━━ Exercise data

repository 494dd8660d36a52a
use serde::{Deserialize, Serialize};
use std::fmt;

/// A validated user identifier.
///
/// Wraps i32 to match a SERIAL primary key.
#[derive(Debug, Clone, Copy, PartialEq, Eq, Hash, Serialize, Deserialize)]
#[serde(transparent)]
pub struct UserId(i32);

impl UserId {
    pub fn new(id: i32) -> Self {
        Self(id)
    }

    pub fn as_i32(&self) -> i32 {
        self.0
    }
}

impl fmt::Display for UserId {
    fn fmt(&self, f: &mut fmt::Formatter<'_>) -> fmt::Result {
        write!(f, "{}", self.0)
    }
}

impl From<i32> for UserId {
    fn from(id: i32) -> Self {
        Self(id)
    }
}

/// Identifier of a stored approval status record.
#[derive(Debug, Clone, Copy, PartialEq, Eq, Hash, Serialize, Deserialize)]
#[serde(transparent)]
pub struct ApprovalStatusId(i32);

impl ApprovalStatusId {
    pub fn new(id: i32) -> Self {
        Self(id)
    }

    pub fn as_i32(&self) -> i32 {
        self.0
    }
}

impl fmt::Display for ApprovalStatusId {
    fn fmt(&self, f: &mut fmt::Formatter<'_>) -> fmt::Result {
        write!(f, "{}", self.0)
    }
}

/// Declares a string-backed identifier with the usual conversions.
macro_rules! string_id {
    ($(#[$meta:meta])* $name:ident) => {
        $(#[$meta])*
        #[derive(Debug, Clone, PartialEq, Eq, Hash, PartialOrd, Ord, Serialize, Deserialize)]
        #[serde(transparent)]
        pub struct $name(String);

        impl $name {
            pub fn new(id: impl Into<String>) -> Self {
                Self(id.into())
            }
        }

        impl fmt::Display for $name {
            fn fmt(&self, f: &mut fmt::Formatter<'_>) -> fmt::Result {
                write!(f, "{}", self.0)
            }
        }

        impl AsRef<str> for $name {
            fn as_ref(&self) -> &str {
                &self.0
            }
        }

        impl From<String> for $name {
            fn from(id: String) -> Self {
                Self(id)
            }
        }

        impl From<&str> for $name {
            fn from(id: &str) -> Self {
                Self(id.to_string())
            }
        }
    };
}

string_id!(
    /// A customer identifier, e.g. "ACME".
    CustomerId
);

string_id!(
    /// A project identifier, e.g. "ACME-2008-01".
    ProjectId
);

string_id!(
    /// An activity identifier. Time is always booked against an activity.
    ActivityId
);
use std::sync::Arc;

use async_trait::async_trait;

use super::MemoryEntryStore;
use crate::domain::{
    models::{Activity, ActivityStatus},
    ports::outbound::ActivityStatusOracle,
    TimesheetError,
};

/// Computes activity status from the hours held in a [`MemoryEntryStore`].
pub struct MemoryActivityStatusOracle {
    entries: Arc<MemoryEntryStore>,
}

impl MemoryActivityStatusOracle {
    pub fn new(entries: Arc<MemoryEntryStore>) -> Self {
        Self { entries }
    }
}

#[async_trait]
impl ActivityStatusOracle for MemoryActivityStatusOracle {
    async fn get_activity_status(
        &self,
        activity: &Activity,
    ) -> Result<ActivityStatus, TimesheetError> {
        let booked = self.entries.total_hours(&activity.id)?;
        Ok(ActivityStatus::new(
            activity.id.clone(),
            activity.allotted_hours,
            booked,
        ))
    }
}
use serde::Serialize;

use super::ActivityId;

/// Where an activity's booked hours stand relative to its budget.
#[derive(Debug, Clone, Copy, PartialEq, Eq, Serialize)]
#[serde(rename_all = "SCREAMING_SNAKE_CASE")]
pub enum BudgetState {
    /// The activity has no allotted hours.
    Unrestricted,
    InAllotted,
    OverAllotted,
}

impl BudgetState {
    pub fn evaluate(allotted_hours: Option<f64>, booked_hours: f64) -> Self {
        match allotted_hours {
            None => Self::Unrestricted,
            Some(allotted) if booked_hours <= allotted => Self::InAllotted,
            Some(_) => Self::OverAllotted,
        }
    }
}

/// A point-in-time view of an activity's budget consumption.
///
/// Never cached: it is computed from the stored entries each time it is
/// requested, and projected in memory while a batch is being validated.
#[derive(Debug, Clone, PartialEq)]
pub struct ActivityStatus {
    pub activity_id: ActivityId,
    pub booked_hours: f64,
    pub allotted_hours: Option<f64>,
    pub budget: BudgetState,
}

impl ActivityStatus {
    pub fn new(activity_id: ActivityId, allotted_hours: Option<f64>, booked_hours: f64) -> Self {
        Self {
            activity_id,
            booked_hours,
            allotted_hours,
            budget: BudgetState::evaluate(allotted_hours, booked_hours),
        }
    }

    pub fn is_valid(&self) -> bool {
        self.budget != BudgetState::OverAllotted
    }

    /// Hours left before the budget is exceeded. Negative once over budget.
    pub fn remaining_hours(&self) -> Option<f64> {
        self.allotted_hours
            .map(|allotted| allotted - self.booked_hours)
    }

    /// The status this activity would have after booking `delta` more hours.
    pub fn project(&self, delta: f64) -> Self {
        Self::new(
            self.activity_id.clone(),
            self.allotted_hours,
            self.booked_hours + delta,
        )
    }
}
mod activity_catalog;
mod activity_status;
mod approval_status;
mod comment;
mod entry_store;

pub use activity_catalog::*;
pub use activity_status::*;
pub use approval_status::*;
pub use comment::*;
pub use entry_store::*;
use serde::{Deserialize, Serialize};
use strum::Display;

use super::{ApprovalStatusId, CustomerId, DateRange, UserId};

/// Lifecycle of a user's hours for one customer over one period.
///
/// Saving a timesheet only ever creates `InProgress`; the other
/// transitions are driven by the approval workflow.
#[derive(Debug, Clone, Copy, PartialEq, Eq, Serialize, Deserialize, Display)]
#[serde(rename_all = "SCREAMING_SNAKE_CASE")]
#[strum(serialize_all = "SCREAMING_SNAKE_CASE")]
pub enum ApprovalStatusType {
    InProgress,
    ReadyForApproval,
    Approved,
    Rejected,
}

#[derive(Debug, Clone, PartialEq, Eq)]
pub struct ApprovalStatus {
    /// `None` until the record has been persisted.
    pub id: Option<ApprovalStatusId>,
    pub user_id: UserId,
    pub customer_id: CustomerId,
    pub date_range: DateRange,
    pub status: ApprovalStatusType,
}

impl ApprovalStatus {
    pub fn in_progress(user_id: UserId, customer_id: CustomerId, date_range: DateRange) -> Self {
        Self {
            id: None,
            user_id,
            customer_id,
            date_range,
            status: ApprovalStatusType::InProgress,
        }
    }
}
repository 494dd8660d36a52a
pub mod http;
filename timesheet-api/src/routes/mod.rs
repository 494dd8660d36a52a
pub(crate) mod approval_statuses;
pub(crate) mod error;
pub(crate) mod timesheets;

use time::{macros::format_description, Date};

pub(crate) use error::ApiError;

use crate::domain::models::DateRange;

pub(crate) fn parse_date(s: &str) -> Result<Date, ApiError> {
    Date::parse(s, format_description!("[year]-[month]-[day]"))
        .map_err(|_| ApiError::bad_request(format!("could not parse date: {}", s)))
}

pub(crate) fn parse_range(from: &str, to: &str) -> Result<DateRange, ApiError> {
    Ok(DateRange::new(parse_date(from)?, parse_date(to)?)?)
}
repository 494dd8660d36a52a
use std::collections::HashMap;
use std::sync::RwLock;

use async_trait::async_trait;
use time::Date;

use super::poisoned;
use crate::domain::{
    models::{TimesheetComment, UserId},
    ports::outbound::CommentStore,
    TimesheetError,
};

#[derive(Default)]
pub struct MemoryCommentStore {
    comments: RwLock<HashMap<(UserId, Date), TimesheetComment>>,
}

impl MemoryCommentStore {
    pub fn new() -> Self {
        Self::default()
    }
}

#[async_trait]
impl CommentStore for MemoryCommentStore {
    async fn get_comment(
        &self,
        user_id: &UserId,
        week_start: Date,
    ) -> Result<Option<TimesheetComment>, TimesheetError> {
        let comments = self.comments.read().map_err(poisoned)?;
        Ok(comments.get(&(*user_id, week_start)).cloned())
    }

    async fn save_comment(&self, comment: TimesheetComment) -> Result<(), TimesheetError> {
        self.comments
            .write()
            .map_err(poisoned)?
            .insert((comment.user_id, comment.week_start), comment);
        Ok(())
    }

    async fn delete_comment(
        &self,
        user_id: &UserId,
        week_start: Date,
    ) -> Result<(), TimesheetError> {
        self.comments
            .write()
            .map_err(poisoned)?
            .remove(&(*user_id, week_start));
        Ok(())
    }
}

━━━━

Task item –
Look above for lines with the word "Option" and copy them all.

Exercise result –
    pub fn evaluate(allotted_hours: Option<f64>, booked_hours: f64) -> Self {
    pub allotted_hours: Option<f64>,
    pub fn new(activity_id: ActivityId, allotted_hours: Option<f64>, booked_hours: f64) -> Self {
    pub fn remaining_hours(&self) -> Option<f64> {
    pub id: Option<ApprovalStatusId>,
    ) -> Result<Option<TimesheetComment>, TimesheetError> {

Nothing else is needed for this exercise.